### Records from a collection

▽

//! A lossless codec between raw bytes and Unicode scalar values using UTF-8b.
//!
//! Every byte sequence decodes to a sequence of `u32` values and re-encodes to
//! the exact original bytes. Bytes that are not part of well-formed UTF-8 are
//! mapped to *escape values* in `0xDC80..=0xDCFF`, a slice of the surrogate
//! range that real text can never contain.
//!
//! The core works on caller-owned buffers and never allocates:
//!
//! - [`encoded_length`] / [`encode_append`] convert scalars to bytes.
//! - [`decoded_length`] / [`decode_append`] convert bytes to scalars, with
//!   resumable, chunk-friendly semantics driven by [`DecodeRequest`].
//!
//! Owned conveniences ([`decode_to_vec`], [`encode_to_vec`]) and a push-style
//! [`Utf8bDecoder`] are layered on top.
//!
//! ```rust
//! let bytes = [0x41, 0xE2, 0x82, 0xAC, 0xFF];
//! let scalars = utf8b::decode_to_vec(&bytes);
//! assert_eq!(scalars, [0x41, 0x20AC, 0xDCFF]);
//! assert_eq!(utf8b::encode_to_vec(&scalars).unwrap(), bytes);
//! ```

#![no_std]
extern crate alloc;

#[cfg(test)]
extern crate std;

mod buffer;
mod convert;
mod decoder;
mod encoder;
mod error;
mod options;
pub mod scalar;
#[cfg(feature = "streaming")]
mod streaming;

#[cfg(test)]
mod tests;

pub use buffer::{ScalarSink, ScalarSource};
pub use convert::{decode_to_vec, encode_to_vec, encode_to_vec_with};
pub use decoder::{DecodeProgress, DecodeRequest, DecodeStop, decode_append, decoded_length};
pub use encoder::{encode_append, encoded_length};
pub use error::Utf8bError;
pub use options::EncodeOptions;
#[cfg(feature = "streaming")]
pub use streaming::Utf8bDecoder;
/// Configuration for the owned encoding helpers
/// ([`encode_to_vec_with`](crate::encode_to_vec_with)).
///
/// # Default
///
/// No padding.
#[derive(Debug, Clone, Copy, Default, PartialEq, Eq)]
#[cfg_attr(feature = "serde", derive(serde::Serialize, serde::Deserialize))]
pub struct EncodeOptions {
    /// Number of zero bytes appended after the encoded scalars.
    ///
    /// Useful when the bytes are handed to an API that expects a
    /// NUL-terminated buffer. The padding is not part of the encoding and is
    /// not checked against embedded NULs.
    ///
    /// # Default
    ///
    /// `0`
    pub zero_pad: usize,
}
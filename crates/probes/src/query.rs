use std::collections::BTreeSet;
use std::collections::btree_set;

use serde_json::Value;

use crate::error::ConfigError;

/// Unique set of parameterized queries a database probe runs every cycle.
///
/// Each query takes the previous watermark as its single bound parameter.
#[derive(Debug, Clone, Default, PartialEq, Eq)]
pub struct QuerySet {
    queries: BTreeSet<String>,
}

impl QuerySet {
    pub fn new() -> Self {
        Self::default()
    }

    /// Decode a JSON array of objects, pooling every object value into the set.
    ///
    /// ```ignore
    /// let set = QuerySet::from_json(r#"[{"a": "SELECT 1 WHERE ? IS NOT NULL"}]"#)?;
    /// ```
    pub fn from_json(encoded: &str) -> Result<Self, ConfigError> {
        let value: Value = serde_json::from_str(encoded)?;
        let Value::Array(entries) = value else {
            return Err(ConfigError::QueryShape(json_kind(&value)));
        };

        let mut set = Self::new();
        for entry in entries {
            let Value::Object(fields) = entry else {
                return Err(ConfigError::QueryShape(json_kind(&entry)));
            };
            for (key, query) in fields {
                match query {
                    Value::String(query) => {
                        set.insert(query);
                    }
                    _ => return Err(ConfigError::QueryValue { key }),
                }
            }
        }

        Ok(set)
    }

    /// Returns `false` if the query was already present
    pub fn insert(&mut self, query: impl Into<String>) -> bool {
        self.queries.insert(query.into())
    }

    /// Returns `false` if the query was not present
    pub fn remove(&mut self, query: &str) -> bool {
        self.queries.remove(query)
    }

    pub fn contains(&self, query: &str) -> bool {
        self.queries.contains(query)
    }

    pub fn len(&self) -> usize {
        self.queries.len()
    }

    pub fn is_empty(&self) -> bool {
        self.queries.is_empty()
    }

    pub fn iter(&self) -> btree_set::Iter<'_, String> {
        self.queries.iter()
    }
}

impl<S: Into<String>> FromIterator<S> for QuerySet {
    fn from_iter<I: IntoIterator<Item = S>>(iter: I) -> Self {
        Self { queries: iter.into_iter().map(Into::into).collect() }
    }
}

impl<'a> IntoIterator for &'a QuerySet {
    type Item = &'a String;
    type IntoIter = btree_set::Iter<'a, String>;

    fn into_iter(self) -> Self::IntoIter {
        self.queries.iter()
    }
}

fn json_kind(value: &Value) -> &'static str {
    match value {
        Value::Null => "null",
        Value::Bool(_) => "a boolean",
        Value::Number(_) => "a number",
        Value::String(_) => "a string",
        Value::Array(_) => "an array",
        Value::Object(_) => "an object",
    }
}

#[cfg(test)]
mod tests {
    use super::*;

    #[test]
    fn test_insert_and_remove() {
        let mut set = QuerySet::new();
        assert!(set.insert("SELECT 1"));
        assert!(!set.insert("SELECT 1"));
        assert_eq!(set.len(), 1);
        assert!(set.remove("SELECT 1"));
        assert!(!set.remove("SELECT 1"));
        assert!(set.is_empty());
    }

    #[test]
    fn test_from_iterator_collapses_duplicates() {
        let set: QuerySet = ["b", "a", "b"].into_iter().collect();
        let queries: Vec<&String> = set.iter().collect();
        assert_eq!(queries, ["a", "b"]);
    }

    #[test]
    fn test_nested_array_is_rejected() {
        let err = QuerySet::from_json(r#"[["SELECT 1"]]"#).unwrap_err();
        assert!(matches!(err, ConfigError::QueryShape("an array")));
    }
}
//! Probe contract and its implementations.
//!
//! A probe is polled by a scheduler: every call to [`Probe::listen`] runs one
//! detection cycle and sends a notification for each new event it finds.
//! Neither `listen` nor `send_notification` fails outward; per-cycle errors are
//! logged and the probe keeps going.

mod database;
mod watermark;

pub use database::DatabaseProbe;
pub use watermark::{Clock, SystemClock, Watermark, WatermarkPolicy};

use std::sync::Arc;

use async_trait::async_trait;
use tracing::error;

use crate::error::ConfigError;
use crate::notification::{NotificationEnvelope, Notifier};

/// Polling contract shared by every probe kind
#[async_trait]
pub trait Probe: Send + Sync {
    /// Topic the probe's notifications are addressed to
    fn topic(&self) -> &str;

    /// Run one detection cycle
    async fn listen(&mut self) -> CycleReport;

    /// Deliver the pending message to the hub
    async fn send_notification(&self);
}

/// Summary of one `listen` call
#[derive(Debug, Clone, PartialEq, Eq)]
pub struct CycleReport {
    pub queries_run: usize,
    pub queries_failed: usize,
    pub rows: usize,
    pub notifications_failed: usize,
    /// Watermark in effect after the cycle
    pub watermark: Watermark,
}

/// Topic, pending message and delivery channel common to all probes
pub struct ProbeCore {
    topic: String,
    subject: &'static str,
    pending_message: String,
    notifier: Arc<dyn Notifier>,
}

impl ProbeCore {
    pub fn new(
        topic: impl Into<String>,
        subject: &'static str,
        notifier: Arc<dyn Notifier>,
    ) -> Result<Self, ConfigError> {
        let topic = topic.into();
        if topic.trim().is_empty() {
            return Err(ConfigError::EmptyTopic);
        }
        Ok(Self { topic, subject, pending_message: String::new(), notifier })
    }

    pub fn topic(&self) -> &str {
        &self.topic
    }

    pub fn pending_message(&self) -> &str {
        &self.pending_message
    }

    pub fn set_pending_message(&mut self, message: String) {
        self.pending_message = message;
    }

    /// Send the pending message. Returns whether delivery succeeded; failures
    /// are logged here and go no further.
    pub async fn send_notification(&self) -> bool {
        let envelope = NotificationEnvelope::new(&self.topic, self.subject, &self.pending_message);

        match self.notifier.notify(&envelope).await {
            Ok(()) => true,
            Err(e) => {
                let e = anyhow::Error::new(e);
                error!(topic = %self.topic, error = ?e, "Failed to send notification");
                false
            }
        }
    }
}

△

### GOAL OF THE EXERCISE
Scan the records above for the lines holding "pub use error::Utf8bError;" and "pub struct EncodeOptions". Transcribe those two and every line between them word for word, and no others.

### RESPONSE TO THIS EXERCISE
pub use error::Utf8bError;
pub use options::EncodeOptions;
#[cfg(feature = "streaming")]
pub use streaming::Utf8bDecoder;
/// Configuration for the owned encoding helpers
/// ([`encode_to_vec_with`](crate::encode_to_vec_with)).
///
/// # Default
///
/// No padding.
#[derive(Debug, Clone, Copy, Default, PartialEq, Eq)]
#[cfg_attr(feature = "serde", derive(serde::Serialize, serde::Deserialize))]
pub struct EncodeOptions {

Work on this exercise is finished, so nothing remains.